Characteristic Explanation
Understandability Information provided in financial statements should be readily understandable by users who are assumed to have a reasonable knowledge of business and economic activities and accounting and a willingness to study the information with reasonable diligence.
Relevance To be useful, information must be relevant to the decision-making needs of users. Information has the quality of relevance when it influences the economic decisions of users by helping them evaluate past, present or future events or confirming, or correcting, their past evaluations. The relevance of information is affected by its nature and materiality. Information is material if its omission or misstatement could influence the economic decisions of users. Materiality provides a threshold or cut-off point rather than being a primary qualitative characteristic which information must have if it is to be useful.
Reliability Information has the quality of reliability when it is free from material error and bias and can be depended upon by users to represent faithfully that which it either purports to represent or could reasonably be expected to represent. A balance sheet should represent faithfully the transactions and other events that result in assets, liabilities and equity of the entity at the reporting date which meet the recognition criteria.
Comparability Users must be able to compare the financial statements of an entity through time in order to identify trends in its financial position and performance. Users must also be able to compare the financial statements of different entities in order to evaluate their relative financial position, performance and changes in financial position. Hence, the measurement and display of the financial effect of similar transactions and other events must be carried out in a consistent way within and between entities and over time.
Two years later, in May 2008, the IASB and FASB issued a further Exposure Draft on the objective of financial reporting and qualitative characteristics of financial reporting information (FASB, 2008). The boards reaffirmed that the objective of financial reporting was:
“... to provide financial information about the reporting entity that is useful to present and potential equity investors, lenders and other creditors in making decisions in their capacity as capital providers” (FASB, 2008, p. 1).
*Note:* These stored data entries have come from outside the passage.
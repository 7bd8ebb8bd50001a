use crate::audio::Cmd;
use color_eyre::{eyre::eyre, Result};
use midir::{Ignore, MidiInput, MidiInputConnection};
use midly::{live::LiveEvent, MidiMessage};
use std::sync::mpsc::Sender;

/// modwheel
const CC_X: u8 = 1;
/// breath
const CC_Y: u8 = 2;
/// note velocities above this cut off voices already playing the sample
const RETRIGGER_VELOCITY: u8 = 100;

/// Maps controller input onto the sample cloud.
///
/// CC1 and CC2 steer a cursor over the unit square, notes trigger whichever
/// sample sits nearest the cursor, and program changes pick a sample by index.
pub struct InputHandler {
    x: f32,
    y: f32,
    cmd_tx: Sender<Cmd>,
}

impl InputHandler {
    pub fn new(cmd_tx: Sender<Cmd>) -> Self {
        Self {
            x: 0.5,
            y: 0.5,
            cmd_tx,
        }
    }

    pub fn push_midi(&mut self, message: &[u8]) -> Result<()> {
        if let LiveEvent::Midi { message, .. } = LiveEvent::parse(message)? {
            match message {
                MidiMessage::NoteOn { vel, .. } if vel.as_int() > 0 => {
                    self.cmd_tx.send(Cmd::TriggerAt {
                        x: self.x,
                        y: self.y,
                        retrigger: vel.as_int() > RETRIGGER_VELOCITY,
                    })?;
                }
                MidiMessage::Controller { controller, value } => {
                    let value = value.as_int() as f32 / 127.;
                    match controller.as_int() {
                        CC_X => self.x = value,
                        CC_Y => self.y = value,
                        _ => (),
                    }
                }
                MidiMessage::ProgramChange { program } => {
                    self.cmd_tx.send(Cmd::Trigger {
                        index: program.as_int() as usize,
                        retrigger: true,
                    })?;
                }
                _ => (),
            }
        }
        Ok(())
    }
}

/// Listen on the first input port whose name contains `port_name`, or the first port at all.
///
/// Returns `None` when the system has no midi inputs.
pub fn connect(
    port_name: Option<&str>,
    cmd_tx: Sender<Cmd>,
) -> Result<Option<MidiInputConnection<InputHandler>>> {
    let mut midi_in = MidiInput::new("dubsiren")?;
    midi_in.ignore(Ignore::All);

    let ports = midi_in.ports();
    let mut named = Vec::with_capacity(ports.len());
    for port in &ports {
        named.push((midi_in.port_name(port)?, port));
    }
    let Some((name, port)) = named
        .into_iter()
        .find(|(name, _)| port_name.is_none_or(|wanted| name.contains(wanted)))
    else {
        match port_name {
            Some(wanted) => return Err(eyre!("no midi input matching `{wanted}`")),
            None => {
                tracing::warn!("no midi inputs, only the console can trigger samples");
                return Ok(None);
            }
        }
    };
    tracing::info!(port = %name, "listening for midi");

    let connection = midi_in
        .connect(
            port,
            "dubsiren-in",
            |_, message, handler| {
                if let Err(e) = handler.push_midi(message) {
                    tracing::warn!("dropped midi message: {e}");
                }
            },
            InputHandler::new(cmd_tx),
        )
        .map_err(|e| eyre!("failed to connect to {name}: {e}"))?;
    Ok(Some(connection))
}

/// One line of console input.
///
/// `<index>` triggers a sample (`<index>!` retriggers), `<x> <y>` triggers the
/// nearest one, `s` stops every voice and `q` quits.
pub fn parse_line(line: &str) -> Option<Cmd> {
    let mut words = line.split_whitespace();
    let first = words.next()?;
    let cmd = match (first, words.next()) {
        ("q" | "quit", None) => Cmd::Quit,
        ("s" | "stop", None) => Cmd::StopAll,
        (index, None) => match index.strip_suffix('!') {
            Some(index) => Cmd::Trigger {
                index: index.parse().ok()?,
                retrigger: true,
            },
            None => Cmd::Trigger {
                index: index.parse().ok()?,
                retrigger: false,
            },
        },
        (x, Some(y)) => Cmd::TriggerAt {
            x: x.parse().ok()?,
            y: y.parse().ok()?,
            retrigger: false,
        },
    };
    words.next().is_none().then_some(cmd)
}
In September 2010, the IASB issued its Conceptual Framework for Financial Reporting (The IFRS Framework) (IASB, 2010). The overall aim of financial reporting was noted as being to: provide information for “present and potential investors, lenders and other creditors” (paragraph. OB2); as with the prior framework, the IFRS framework focused on the decision usefulness of financial information for those:
“Who [investors, lenders and other creditors] use that information to make decisions about buying, selling or holding equity or debt instruments and providing or settling loans or other forms of credit” (paragraph OB2).
The Ministry of Commerce and Industry issued a Ministerial Resolution (No. 18) in 1990 obligating companies operating in Kuwait to adhere the IAS and other IASB requirements when preparing their financial statements55 (see Chapter Two).